CodeCompass helps developers tackle legacy or existing codebases by giving AI coding assistants the context they need to deliver spot-on suggestions. Legacy code is tough for AI—it’s often messy, outdated, and lacks clear documentation. CodeCompass solves this by analyzing your codebase with Qdrant Vector Store and powering AI with Ollama (local) or cloud agents like DeepSeek, using its Agentic RAG feature to make suggestions smarter and more relevant. It’s like giving your AI a roadmap to your code, so you can vibe code effortlessly.

---

## Features

- **Codebase Analysis**: Maps your repository's structure and dependencies, now with support for indexing very large files through automated chunking.
- **Smart AI Context with Agentic RAG**: Utilizes a sophisticated Retrieval Augmented Generation (RAG) approach. The central `agent_query` tool intelligently orchestrates internal capabilities to gather comprehensive context. This includes analyzing `git diff` information (summarized if large), dynamically summarizing extensive file lists or code snippets, and more, ensuring AI suggestions are highly relevant.
- **Intelligent Agent Orchestration**: The core `agent_query` tool allows the AI to plan and execute multi-step tasks. It can proactively use a suite of internal capabilities to:
  - Search code (`capability_searchCodeSnippets`)
  - Retrieve full file content (`capability_getFullFileContent`), with summarization for large files.
  - List directory contents (`capability_listDirectory`).
  - Fetch adjacent code chunks (`capability_getAdjacentFileChunks`).
  - Analyze repository overviews including diffs and relevant snippets (`capability_getRepositoryOverview`).
  - Request more search results (`capability_fetchMoreSearchResults`) or more processing time if a query is complex.
- **Flexible Setup**: Runs locally with Ollama or connects to cloud AI like DeepSeek.
- **Highly Configurable**: Offers extensive environment variables to fine-tune indexing parameters, agent behavior (like loop steps and refinement iterations), context processing limits, and specific LLM models for tasks like summarization.

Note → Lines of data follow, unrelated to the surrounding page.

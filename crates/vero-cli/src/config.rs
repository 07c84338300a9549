//! User-scope configuration.
//!
//! Lives at `$VERO_CONFIG_DIR/config.toml`, falling back to the platform
//! config dir (`~/.config/vero/config.toml` on Linux). Missing file means
//! defaults; unknown keys in `config set` are rejected with the known list.

use anyhow::{Context, Result, bail};
use serde::{Deserialize, Serialize};
use std::fs;
use std::path::PathBuf;
use tracing::debug;

/// Dot-path keys accepted by `config set` / `config unset`.
pub const KNOWN_KEYS: &[&str] = &[
    "output.format",
    "board.default_view",
    "thresholds.progress_floor",
    "thresholds.support_floor",
    "thresholds.sentiment_floor",
];

#[derive(Debug, Clone, Default, PartialEq, Serialize, Deserialize)]
pub struct UserConfig {
    #[serde(default)]
    pub output: OutputConfig,
    #[serde(default)]
    pub board: BoardConfig,
    #[serde(default)]
    pub thresholds: Thresholds,
}

#[derive(Debug, Clone, Default, PartialEq, Serialize, Deserialize)]
pub struct OutputConfig {
    /// Default output format: "pretty" | "text" | "json".
    #[serde(default, skip_serializing_if = "Option::is_none")]
    pub format: Option<String>,
}

#[derive(Debug, Clone, PartialEq, Serialize, Deserialize)]
pub struct BoardConfig {
    /// View the board opens on.
    #[serde(default = "default_view")]
    pub default_view: String,
}

impl Default for BoardConfig {
    fn default() -> Self {
        Self {
            default_view: default_view(),
        }
    }
}

/// At-risk cutoffs consumed by view summaries.
#[derive(Debug, Clone, PartialEq, Serialize, Deserialize)]
pub struct Thresholds {
    /// Athletes below this progress are flagged.
    #[serde(default = "default_progress_floor")]
    pub progress_floor: f64,
    /// Stakeholders at or below this support score are flagged.
    #[serde(default = "default_support_floor")]
    pub support_floor: f64,
    /// Sentiment entries below this score are flagged.
    #[serde(default = "default_sentiment_floor")]
    pub sentiment_floor: f64,
}

impl Default for Thresholds {
    fn default() -> Self {
        Self {
            progress_floor: default_progress_floor(),
            support_floor: default_support_floor(),
            sentiment_floor: default_sentiment_floor(),
        }
    }
}

fn default_view() -> String {
    "athletes".to_string()
}

const fn default_progress_floor() -> f64 {
    35.0
}

const fn default_support_floor() -> f64 {
    2.0
}

const fn default_sentiment_floor() -> f64 {
    5.0
}

/// Directory holding `config.toml`, honoring the `VERO_CONFIG_DIR` override.
pub fn config_dir() -> Result<PathBuf> {
    if let Ok(dir) = std::env::var("VERO_CONFIG_DIR") {
        return Ok(PathBuf::from(dir));
    }
    dirs::config_dir()
        .map(|d| d.join("vero"))
        .context("could not determine a config directory; set VERO_CONFIG_DIR")
}

pub fn config_path() -> Result<PathBuf> {
    Ok(config_dir()?.join("config.toml"))
}

/// Load the user config, treating a missing file as defaults.
pub fn load() -> Result<UserConfig> {
    let path = config_path()?;
    if !path.exists() {
        debug!(path = %path.display(), "no config file; using defaults");
        return Ok(UserConfig::default());
    }
    let raw = fs::read_to_string(&path)
        .with_context(|| format!("failed to read config file {}", path.display()))?;
    toml::from_str(&raw).with_context(|| format!("failed to parse config file {}", path.display()))
}

/// Write the config back, creating the directory on first use.
pub fn save(config: &UserConfig) -> Result<()> {
    let dir = config_dir()?;
    fs::create_dir_all(&dir)
        .with_context(|| format!("failed to create config directory {}", dir.display()))?;
    let path = dir.join("config.toml");
    let raw = toml::to_string_pretty(config).context("failed to serialize config")?;
    fs::write(&path, raw).with_context(|| format!("failed to write {}", path.display()))?;
    Ok(())
}

/// Set one dot-path key, validating both the key and the value.
pub fn set_key(config: &mut UserConfig, key: &str, value: &str) -> Result<()> {
    match key {
        "output.format" => {
            let normalized = value.to_lowercase();
            if !matches!(normalized.as_str(), "pretty" | "text" | "json") {
                bail!("invalid format '{value}': expected pretty, text, or json");
            }
            config.output.format = Some(normalized);
        }
        "board.default_view" => config.board.default_view = value.to_string(),
        "thresholds.progress_floor" => config.thresholds.progress_floor = parse_floor(value)?,
        "thresholds.support_floor" => config.thresholds.support_floor = parse_floor(value)?,
        "thresholds.sentiment_floor" => config.thresholds.sentiment_floor = parse_floor(value)?,
        other => bail!("unknown config key '{other}'; known keys: {}", KNOWN_KEYS.join(", ")),
    }
    Ok(())
}

/// Reset one dot-path key to its default.
pub fn unset_key(config: &mut UserConfig, key: &str) -> Result<()> {
    match key {
        "output.format" => config.output.format = None,
        "board.default_view" => config.board.default_view = default_view(),
        "thresholds.progress_floor" => config.thresholds.progress_floor = default_progress_floor(),
        "thresholds.support_floor" => config.thresholds.support_floor = default_support_floor(),
        "thresholds.sentiment_floor" => {
            config.thresholds.sentiment_floor = default_sentiment_floor();
        }
        other => bail!("unknown config key '{other}'; known keys: {}", KNOWN_KEYS.join(", ")),
    }
    Ok(())
}

fn parse_floor(value: &str) -> Result<f64> {
    let parsed: f64 = value
        .parse()
        .with_context(|| format!("invalid threshold '{value}': expected a number"))?;
    if !parsed.is_finite() {
        bail!("invalid threshold '{value}': expected a finite number");
    }
    Ok(parsed)
}

#[cfg(test)]
mod tests {
    use super::*;

    #[test]
    fn defaults_apply_field_by_field() {
        let parsed: UserConfig = toml::from_str("[thresholds]\nprogress_floor = 50.0\n")
            .expect("partial config parses");
        assert_eq!(parsed.thresholds.progress_floor, 50.0);
        assert_eq!(parsed.thresholds.support_floor, default_support_floor());
        assert_eq!(parsed.board.default_view, "athletes");
        assert!(parsed.output.format.is_none());
    }

    #[test]
    fn set_key_validates_format_values() {
        let mut config = UserConfig::default();
        set_key(&mut config, "output.format", "JSON").expect("valid format");
        assert_eq!(config.output.format.as_deref(), Some("json"));
        assert!(set_key(&mut config, "output.format", "yaml").is_err());
    }

    #[test]
    fn unknown_keys_are_rejected_with_the_known_list() {
        let mut config = UserConfig::default();
        let err = set_key(&mut config, "board.theme", "dark").expect_err("unknown key");
        assert!(err.to_string().contains("board.default_view"));
    }

    #[test]
    fn unset_restores_defaults() {
        let mut config = UserConfig::default();
        set_key(&mut config, "thresholds.progress_floor", "10").expect("set");
        unset_key(&mut config, "thresholds.progress_floor").expect("unset");
        assert_eq!(config.thresholds.progress_floor, default_progress_floor());
    }

    #[test]
    fn config_round_trips_through_toml() {
        let mut config = UserConfig::default();
        set_key(&mut config, "board.default_view", "finance").expect("set");
        let raw = toml::to_string_pretty(&config).expect("serialize");
        let back: UserConfig = toml::from_str(&raw).expect("parse");
        assert_eq!(back, config);
    }
}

## Project Status and Roadmap

**Current Status:**
CodeCompass has successfully implemented its core features, including:
- Codebase analysis using Qdrant Vector Store.
- Agentic RAG (Retrieval Augmented Generation) for intelligent AI suggestions.
- Flexible integration with local LLMs via Ollama (e.g., `llama3.1:8b`, `nomic-embed-text:v1.5`) and cloud-based LLMs like DeepSeek.

The project is actively maintained and considered stable for its current feature set.

**Future Enhancements (Under Consideration):**
While the core functionality is robust, potential future directions include:
- Support for a broader range of LLM providers (e.g., OpenAI, Gemini, Claude).
- More sophisticated agent capabilities and additional tool integrations.
- Enhanced repository indexing techniques for even more precise context retrieval.
- Streamlined user configuration and an even smoother setup experience.
- Deeper integrations with various IDEs and development workflows.

We welcome community contributions and suggestions for future development! Please see our [CONTRIBUTING.md](https://github.com/alvinveroy/CodeCompass/blob/main/CONTRIBUTING.md).

## Prerequisites

- **Node.js** v20+ ([nodejs.org](https://nodejs.org))
- **Docker** for Qdrant ([docker.com](https://www.docker.com))
- **Ollama** ([ollama.com](https://ollama.com)): For local LLM and embedding capabilities.
  - Required models (can be configured via environment variables, see Configuration section):
    - Embedding Model: `nomic-embed-text:v1.5` (default)
    - Suggestion Model (if using Ollama for suggestions): `llama3.1:8b` (default)
- **DeepSeek API Key** (optional, for cloud-based suggestions; get from [Deepseek](https://platform.deepseek.com))

## Installation

1. **Install Ollama**:
   - **Linux**:
     ```bash
     curl -fsSL https://ollama.com/install.sh | sh
     ```
   - **macOS/Windows**: Download from [ollama.com](https://ollama.com/download).
   - Ensure the Ollama application is running (or run `ollama serve` in your terminal if you installed the CLI version).
   - Pull the default models (or the models you intend to configure):
     ```bash
     ollama pull nomic-embed-text:v1.5  # Default embedding model
     ollama pull llama3.1:8b            # Default Ollama suggestion model
     ```
     You can verify installed models with `ollama list`.

2. **Install Qdrant**:
   ```bash
   docker run -p 6333:6333 -p 6334:6334 qdrant/qdrant
   ```
   Verify at [http://localhost:6333/dashboard](http://localhost:6333/dashboard).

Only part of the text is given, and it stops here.